WHEREAS, the Company and Indemnitee recognize the
continued difficulty in obtaining liability insurance for its
directors, officers, employees, agents and fiduciaries, the
significant increases in the cost of such insurance and the general
reductions in the coverage of such insurance;
WHEREAS, the Company and Indemnitee further
recognize the substantial increase in corporate litigation in
general, subjecting directors, officers, employees, agents and
fiduciaries to expensive litigation risks at the same time as the
availability and coverage of liability insurance has been severely
limited;
WHEREAS, Indemnitee does not regard the current
protection available as adequate under the present circumstances,
and the Indemnitee and other directors, officers, employees, agents
and fiduciaries of the Company may not be willing to continue to
serve in such capacities without additional protection;
WHEREAS, the Company desires to attract and retain
the services of highly qualified individuals, such as Indemnitee,
to serve the Company and, in part, in order to induce Indemnitee to
continue to provide services to the Company, wishes to provide for
the indemnification and advancing of expenses to Indemnitee to the
maximum extent permitted by law; and
WHEREAS, in view of the considerations set forth
above, the Company desires Indemnitee shall be indemnified by the
Company as set forth herein.
NOW, THEREFORE, the Company and Indemnitee hereby
agree as follows:
(a) Indemnification of Expenses . The
Company shall indemnify Indemnitee to the fullest extent permitted
by law if Indemnitee was or is or becomes a party to or witness or
other participant in, or is threatened to be made a party to or
witness or other participant in, any threatened, pending or
completed action, suit, proceeding or alternative dispute
resolution mechanism, or any hearing, inquiry or investigation that
Indemnitee in good faith believes might lead to the institution of
any such action, suit, proceeding or alternative dispute resolution
mechanism, whether civil, criminal, administrative, investigative
or other (hereinafter a “Claim”) by reason of (or
arising in part out of) any event or occurrence related to the fact
that Indemnitee is or was a director, officer, employee, agent or
fiduciary of the Company, or any subsidiary of the Company, or is
or was serving at the request of the Company as a director,
officer, employee, agent or fiduciary of another corporation,
partnership, joint venture, trust or other enterprise, or by reason
of any action or inaction on the part of Indemnitee
while serving in such capacity (hereinafter an
“Indemnifiable Event”) against any and all expenses
(including attorneys’ fees and all other costs, expenses and
obligations incurred in connection with investigating, defending,
being a witness in or participating in (including on appeal), or
preparing to defend, be a witness in or participate in, any such
action, suit, proceeding, alternative dispute resolution mechanism,
hearing, inquiry or investigation), judgments, fines, penalties and
amounts paid in settlement (if such settlement is approved in
advance by the Company, which approval shall not be unreasonably
withheld) of such Claim and any federal, state, local or foreign
taxes imposed on the Indemnitee as a result of the actual or deemed
receipt of any payments under this Agreement (collectively,
hereinafter “Expenses”), including all interest,
assessments and other charges paid or payable in connection with or
in respect of such Expenses. Such payment of Expenses shall be made
by the Company as soon as practicable but in any event no later
than thirty (30) days after written demand by Indemnitee therefor
is presented to the Company.
(b)
Reviewing Party .
Notwithstanding the foregoing, the obligations of the Company under
Section 1(a) shall be subject to the condition that the Reviewing
Party (as described in Section 10(f) hereof) shall not have
determined (in a written opinion, in any case in which the
Independent Legal Counsel referred to in Section 1(c) hereof is
involved) that Indemnitee would not be permitted to be indemnified
under applicable law, and the obligation of the Company to make an
advance payment of Expenses to Indemnitee pursuant to Section 2(a)
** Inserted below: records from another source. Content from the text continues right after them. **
use std::time::Duration;

use anyhow::Result;
use async_trait::async_trait;
use reqwest::Client;
use tracing::{debug, info};

use crate::cache::token_record::TokenRecord;
use crate::config::provider::ProviderConfig;
use crate::error::AuthError;
use crate::helpers::time::now;
use crate::parser::token_response::{parse_token_response, ResponseContext};
use crate::sources::TokenExchange;
use crate::utils::constants::{GRANT_AUTHORIZATION_CODE, GRANT_REFRESH_TOKEN};

/// Form-encoded POSTs to the provider's token endpoint.
#[derive(Debug, Clone)]
pub struct OAuth2ExchangeClient {
    client: Client,
    provider: ProviderConfig,
}

impl OAuth2ExchangeClient {
    pub fn new(provider: ProviderConfig, request_timeout: Duration) -> Result<Self> {
        let client = Client::builder()
            .timeout(request_timeout)
            .connect_timeout(request_timeout)
            .build()?;
        Ok(Self { client, provider })
    }

    async fn post_grant(
        &self,
        grant_type: &str,
        form: &[(&str, &str)],
        previous: Option<&TokenRecord>,
    ) -> Result<TokenRecord, AuthError> {
        debug!("POST {} grant_type={}", self.provider.token_url, grant_type);
        let response = self
            .client
            .post(&self.provider.token_url)
            .header(http::header::ACCEPT, "application/json")
            .form(form)
            .send()
            .await
            .map_err(|e| AuthError::Transient(transport_reason(&e)))?;

        let status = response.status();
        let body = response
            .text()
            .await
            .map_err(|e| AuthError::Transient(transport_reason(&e)))?;

        parse_token_response(
            status,
            &body,
            ResponseContext {
                previous,
                configured_owner: self.provider.owner_id.as_deref(),
                now: now(),
            },
        )
    }
}

#[async_trait]
impl TokenExchange for OAuth2ExchangeClient {
    async fn exchange_authorization_code(&self, code: &str) -> Result<TokenRecord, AuthError> {
        info!("exchanging authorization code at {}", self.provider.token_url);
        let form = [
            ("grant_type", GRANT_AUTHORIZATION_CODE),
            ("client_id", self.provider.client_id.as_str()),
            ("client_secret", self.provider.client_secret.as_str()),
            ("code", code),
            ("redirect_uri", self.provider.redirect_uri.as_str()),
        ];
        self.post_grant(GRANT_AUTHORIZATION_CODE, &form, None).await
    }

    async fn refresh(&self, record: &TokenRecord) -> Result<TokenRecord, AuthError> {
        let form = [
            ("grant_type", GRANT_REFRESH_TOKEN),
            ("client_id", self.provider.client_id.as_str()),
            ("client_secret", self.provider.client_secret.as_str()),
            ("refresh_token", record.refresh_token.as_str()),
        ];
        self.post_grant(GRANT_REFRESH_TOKEN, &form, Some(record)).await
    }
}

fn transport_reason(err: &reqwest::Error) -> String {
    if err.is_timeout() {
        "token endpoint timed out".to_owned()
    } else if err.is_connect() {
        format!("cannot connect to token endpoint: {}", err)
    } else {
        format!("token endpoint transport error: {}", err)
    }
}

#[cfg(test)]
mod tests {
    use super::*;
    use chrono::{Duration as ChronoDuration, Utc};
    use httpmock::Method::POST;
    use httpmock::MockServer;
    use serde_json::json;

    fn provider(token_url: String) -> ProviderConfig {
        ProviderConfig {
            token_url,
            client_id: "client-1".into(),
            client_secret: "secret-1".into(),
            redirect_uri: "https://app.example.com/callback".into(),
            owner_id: None,
        }
    }

    fn record() -> TokenRecord {
        TokenRecord::new(
            "A1".into(),
            "R1".into(),
            "Bearer".into(),
            "offline_access".into(),
            "42".into(),
            Utc::now() - ChronoDuration::hours(5),
            21600,
        )
    }

    #[tokio::test]
    async fn refresh_posts_refresh_grant_form() {
        let server = MockServer::start_async().await;
        let mock = server.mock(|when, then| {
            when.method(POST)
                .path("/oauth/token")
                .form_urlencoded_tuple("grant_type", "refresh_token")
                .form_urlencoded_tuple("client_id", "client-1")
                .form_urlencoded_tuple("client_secret", "secret-1")
                .form_urlencoded_tuple("refresh_token", "R1");
            then.status(200)
                .header("Content-Type", "application/json")
                .json_body(json!({
                    "access_token": "A2",
                    "refresh_token": "R2",
                    "expires_in": 21600,
                    "token_type": "Bearer",
                    "scope": "offline_access"
                }));
        });

        let client = OAuth2ExchangeClient::new(provider(server.url("/oauth/token")), Duration::from_secs(5)).unwrap();
        let old = record();
        let new = client.refresh(&old).await.unwrap();

        mock.assert();
        assert_eq!(new.access_token, "A2");
        assert_eq!(new.refresh_token, "R2");
        assert_eq!(new.owner_id, "42");
        assert!(new.issued_at > old.issued_at);
    }

    #[tokio::test]
    async fn authorization_code_posts_code_and_redirect_uri() {
        let server = MockServer::start_async().await;
        let mock = server.mock(|when, then| {
            when.method(POST)
                .path("/oauth/token")
                .form_urlencoded_tuple("grant_type", "authorization_code")
                .form_urlencoded_tuple("code", "TG-123")
                .form_urlencoded_tuple("redirect_uri", "https://app.example.com/callback");
            then.status(200).json_body(json!({
                "access_token": "A1",
                "refresh_token": "R1",
                "expires_in": 21600,
                "user_id": 777
            }));
        });

        let client = OAuth2ExchangeClient::new(provider(server.url("/oauth/token")), Duration::from_secs(5)).unwrap();
        let record = client.exchange_authorization_code("TG-123").await.unwrap();

        mock.assert_hits(1);
        assert_eq!(record.owner_id, "777");
        assert_eq!(record.ttl_seconds, 21600);
    }

    #[tokio::test]
    async fn invalid_grant_response_is_classified() {
        let server = MockServer::start_async().await;
        server.mock(|when, then| {
            when.method(POST).path("/oauth/token");
            then.status(400).json_body(json!({"error": "invalid_grant", "error_description": "expired"}));
        });

        let client = OAuth2ExchangeClient::new(provider(server.url("/oauth/token")), Duration::from_secs(5)).unwrap();
        let err = client.refresh(&record()).await.unwrap_err();

        assert!(matches!(err, AuthError::InvalidGrant(_)));
    }

    #[tokio::test]
    async fn slow_endpoint_times_out_as_transient() {
        let server = MockServer::start_async().await;
        server.mock(|when, then| {
            when.method(POST).path("/oauth/token");
            then.status(200)
                .delay(std::time::Duration::from_millis(1500))
                .json_body(json!({"access_token": "A2", "refresh_token": "R2", "expires_in": 60}));
        });

        let client = OAuth2ExchangeClient::new(provider(server.url("/oauth/token")), Duration::from_millis(200)).unwrap();
        let err = client.refresh(&record()).await.unwrap_err();

        assert!(matches!(err, AuthError::Transient(_)), "got {err:?}");
    }

    #[tokio::test]
    async fn unreachable_endpoint_is_transient() {
        let client = OAuth2ExchangeClient::new(provider("http://127.0.0.1:9/oauth/token".into()), Duration::from_millis(500)).unwrap();
        let err = client.refresh(&record()).await.unwrap_err();
        assert!(err.is_retryable());
    }
}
(an “Expense Advance”) shall be subject to the
condition that, if, when and to the extent that the Reviewing Party
determines that Indemnitee would not be permitted to be so
indemnified under applicable law, the Company shall be entitled to
be reimbursed by Indemnitee (who hereby agrees to reimburse the
Company) for all such amounts theretofore paid; provided, however,
that if Indemnitee has commenced or thereafter commences legal
proceedings in a court of competent jurisdiction to secure a
determination that Indemnitee should be indemnified under
applicable law, any determination made by the Reviewing Party that
Indemnitee would not be permitted to be indemnified under
applicable law shall not be binding and Indemnitee shall not be
required to reimburse the Company for any Expense Advance until a
final judicial determination is made with respect thereto (as to
which all rights of appeal therefrom have been exhausted or
lapsed). Indemnitee’s obligation to reimburse the Company for
any Expense Advance shall be unsecured and no interest shall be
charged thereon. If there has not been a Change in Control (as
defined in Section 10(c) hereof), the Reviewing Party shall be
selected by the Board of Directors, and if there has been such a
Change in Control (other than a Change in Control which has been
approved by a majority of the Company’s Board of Directors
who were directors immediately prior to such Change in Control),
the Reviewing Party shall be the Independent Legal Counsel referred
to in Section 1(c) hereof. If there has been no determination by
the Reviewing Party or if the Reviewing Party determines that
Indemnitee substantively would not be permitted to be indemnified
in whole or in part under applicable law, Indemnitee shall have the
right to commence litigation seeking an initial determination by
the court or challenging any such determination by the Reviewing
Party or any aspect thereof, including the legal or factual bases
therefor, and the Company hereby consents to service of process and
to appear in any such proceeding. Any determination by the
Reviewing Party otherwise shall be conclusive and binding on the
Company and Indemnitee.
(c)
Change in Control . The
Company agrees that if there is a Change in Control of the Company
(other than a Change in Control which has been approved by
a
majority of the Company’s Board of Directors
who were directors immediately prior to such Change in Control)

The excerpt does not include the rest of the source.